Step 4, the method for acquiring the sampling point from the initial steady first cycle of the waveform file comprises the following steps: the sampling frequency is 3200nHZ, N is equal to N, the number of sampling points contained in a single cycle is 64N, 64 sampling points are uniformly sampled from the first steady cycle of the waveform file, and the sampling points are represented as s1_k＝y_kn,k＝(0,1,2,...,63)。

Step 5. last week of unstability of the slave waveform fileThe method for acquiring sampling points in the wave comprises the following steps: the 64 sampling points are uniformly sampled from the last steady cycle of the waveform file, and if the total number of sampling points of the waveform file is N, the sampling points can be represented as s2_k＝y_N-(63-k)n-1,k＝(0,1,2,...,63)。

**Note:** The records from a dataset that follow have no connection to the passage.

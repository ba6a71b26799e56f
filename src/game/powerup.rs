//! Power-ups
//!
//! A power-up sits a fixed gap above its platform and holds a non-owning
//! [`Handle`] back to it. The world re-attaches it every tick and despawns
//! it as soon as the platform handle stops resolving, so a power-up never
//! outlives its platform by more than one tick.

use macroquad::math::Rect;

use super::arena::Handle;
use super::sprite::Sprite;

/// Gap between the platform top and the power-up's bottom edge
const PLATFORM_GAP: f32 = 5.0;

/// What collecting the power-up does. Single variant today; the world
/// matches on it so new kinds only need an arm there.
#[derive(Debug, Clone, Copy, PartialEq, Eq)]
pub enum PowerUpKind {
    /// Launch the player upward much harder than a jump
    Boost,
}

pub struct PowerUp {
    pub rect: Rect,
    pub kind: PowerUpKind,
    /// The platform this power-up rides on (non-owning)
    pub platform: Handle,
}

impl PowerUp {
    pub fn new(platform: Handle, platform_rect: &Rect) -> Self {
        let size = Sprite::BoostPow.size();
        let mut pow = Self {
            rect: Rect::new(0.0, 0.0, size.x, size.y),
            kind: PowerUpKind::Boost,
            platform,
        };
        pow.attach_to(platform_rect);
        pow
    }

    /// Re-center above the platform's current top edge.
    pub fn attach_to(&mut self, platform_rect: &Rect) {
        self.rect.x = platform_rect.x + platform_rect.w / 2.0 - self.rect.w / 2.0;
        self.rect.y = platform_rect.y - PLATFORM_GAP - self.rect.h;
    }

    pub fn sprite(&self) -> Sprite {
        match self.kind {
            PowerUpKind::Boost => Sprite::BoostPow,
        }
    }
}

#[cfg(test)]
mod tests {
    use super::*;
    use crate::game::arena::Arena;

    #[test]
    fn test_sits_above_platform_center() {
        let mut arena: Arena<Rect> = Arena::new();
        let plat_rect = Rect::new(100.0, 400.0, 190.0, 47.0);
        let handle = arena.insert(plat_rect);

        let pow = PowerUp::new(handle, &plat_rect);
        let center_x = pow.rect.x + pow.rect.w / 2.0;
        assert_eq!(center_x, 195.0);
        assert_eq!(pow.rect.y + pow.rect.h, plat_rect.y - PLATFORM_GAP);
    }

    #[test]
    fn test_tracks_moved_platform() {
        let mut plat_rect = Rect::new(0.0, 100.0, 100.0, 50.0);
        let mut arena: Arena<Rect> = Arena::new();
        let handle = arena.insert(plat_rect);

        let mut pow = PowerUp::new(handle, &plat_rect);
        plat_rect.y += 40.0;
        pow.attach_to(&plat_rect);
        assert_eq!(pow.rect.y + pow.rect.h, plat_rect.y - PLATFORM_GAP);
    }
}
//! Asset loading
//!
//! Everything lives under `assets/` relative to the working directory: one
//! spritesheet the whole game draws from, two effect sounds, and two music
//! loops. All of it is loaded up front; a missing file is fatal at startup
//! (the caller prints the error and exits).

use macroquad::audio::{load_sound, Sound};
use macroquad::prelude::*;

const SPRITESHEET: &str = "assets/spritesheet_jumper.png";
const JUMP_SOUND: &str = "assets/jump.wav";
const BOOST_SOUND: &str = "assets/boost.wav";
const GAMEPLAY_MUSIC: &str = "assets/happy_tune.wav";
const MENU_MUSIC: &str = "assets/yippee.wav";

pub struct Assets {
    pub spritesheet: Texture2D,
    pub jump_sound: Sound,
    pub boost_sound: Sound,
    /// Looping track for the playing screen
    pub gameplay_music: Sound,
    /// Looping track for the start and game-over screens
    pub menu_music: Sound,
}

impl Assets {
    /// Load every asset the game needs.
    pub async fn load() -> Result<Assets, macroquad::Error> {
        let spritesheet = load_texture(SPRITESHEET).await?;
        // Pixel art: no smoothing when scaled
        spritesheet.set_filter(FilterMode::Nearest);

        Ok(Assets {
            spritesheet,
            jump_sound: load_sound(JUMP_SOUND).await?,
            boost_sound: load_sound(BOOST_SOUND).await?,
            gameplay_music: load_sound(GAMEPLAY_MUSIC).await?,
            menu_music: load_sound(MENU_MUSIC).await?,
        })
    }
}
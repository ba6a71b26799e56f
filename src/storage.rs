//! High-score persistence
//!
//! The only thing this game persists: a single non-negative integer in a
//! plain-text file. A missing or unparseable file silently reads as 0; the
//! file is only rewritten at game-over when the session beat it.

use std::env;
use std::fs;
use std::io;
use std::path::{Path, PathBuf};

/// File name of the high-score store.
pub const HIGH_SCORE_FILE: &str = "highscore.txt";

/// Resolve the high-score file next to the executable, so the score stays
/// with the installation no matter where the game is launched from. Falls
/// back to the working directory when the executable path is unavailable
/// (wasm, unusual launchers).
pub fn high_score_path() -> PathBuf {
    env::current_exe()
        .ok()
        .and_then(|exe| exe.parent().map(|dir| dir.join(HIGH_SCORE_FILE)))
        .unwrap_or_else(|| PathBuf::from(HIGH_SCORE_FILE))
}

/// Read the stored high score. Missing or corrupt storage reads as 0.
pub fn load_high_score(path: impl AsRef<Path>) -> u32 {
    fs::read_to_string(path)
        .ok()
        .and_then(|text| text.trim().parse().ok())
        .unwrap_or(0)
}

/// Overwrite the stored high score.
pub fn save_high_score(path: impl AsRef<Path>, score: u32) -> io::Result<()> {
    fs::write(path, score.to_string())
}

#[cfg(test)]
mod tests {
    use super::*;

    #[test]
    fn test_path_sits_next_to_executable() {
        let path = high_score_path();
        assert!(path.ends_with(HIGH_SCORE_FILE));
        if let Ok(exe) = std::env::current_exe() {
            assert_eq!(path.parent(), exe.parent());
        }
    }

    #[test]
    fn test_missing_file_reads_zero() {
        let dir = tempfile::tempdir().unwrap();
        assert_eq!(load_high_score(dir.path().join("nope.txt")), 0);
    }

    #[test]
    fn test_corrupt_file_reads_zero() {
        let dir = tempfile::tempdir().unwrap();
        let path = dir.path().join("highscore.txt");
        fs::write(&path, "not a number").unwrap();
        assert_eq!(load_high_score(&path), 0);
    }

    #[test]
    fn test_round_trip() {
        let dir = tempfile::tempdir().unwrap();
        let path = dir.path().join("highscore.txt");
        save_high_score(&path, 500).unwrap();
        assert_eq!(load_high_score(&path), 500);
    }

    #[test]
    fn test_trailing_whitespace_tolerated() {
        let dir = tempfile::tempdir().unwrap();
        let path = dir.path().join("highscore.txt");
        fs::write(&path, "300\n").unwrap();
        assert_eq!(load_high_score(&path), 300);
    }

    #[test]
    fn test_write_only_when_beaten() {
        let dir = tempfile::tempdir().unwrap();
        let path = dir.path().join("highscore.txt");
        save_high_score(&path, 300).unwrap();

        // The game-over flow only writes when the session score is higher
        for (session_score, expected) in [(500u32, 500u32), (100, 500)] {
            let stored = load_high_score(&path);
            if session_score > stored {
                save_high_score(&path, session_score).unwrap();
            }
            assert_eq!(load_high_score(&path), expected);
        }
    }
}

The invention has the beneficial effects that:

the prior art carries out ground fault related test on a sample, and generally needs to apply steady state alternating current of several seconds or tens of seconds to the sample before a fault occurrence point. If all the simulation is carried out by the fault waveform, the fault simulation waveform needs to be generated repeatedly, the data volume of the waveform file can be greatly increased, the requirement on the storage capacity of hardware is improved, the time required by waveform issuing is increased, and the testing efficiency is reduced. The invention only needs to issue the fault waveform of a certain time before and after the fault occurrence point, and the rest is realized by the compensation steady state sequence obtained by calculation, thereby obviously improving the test efficiency and simplifying the test flow.

The front and back compensation steady-state duration and the current and voltage transformation ratio of the fault waveform can be set as required, so that the steady-state duration is increased or reduced, the amplitude of the fault waveform is amplified or reduced, and the use flexibility of the fault waveform file is improved.

The compensation steady state is calculated by using an FFT algorithm, so that the compensation steady state can be smoothly connected with the analog waveform.

The invention carries out interpolation processing on the analog waveform file, changes the sampling frequency, can properly reduce the waveform data amount and improve the waveform data issuing efficiency.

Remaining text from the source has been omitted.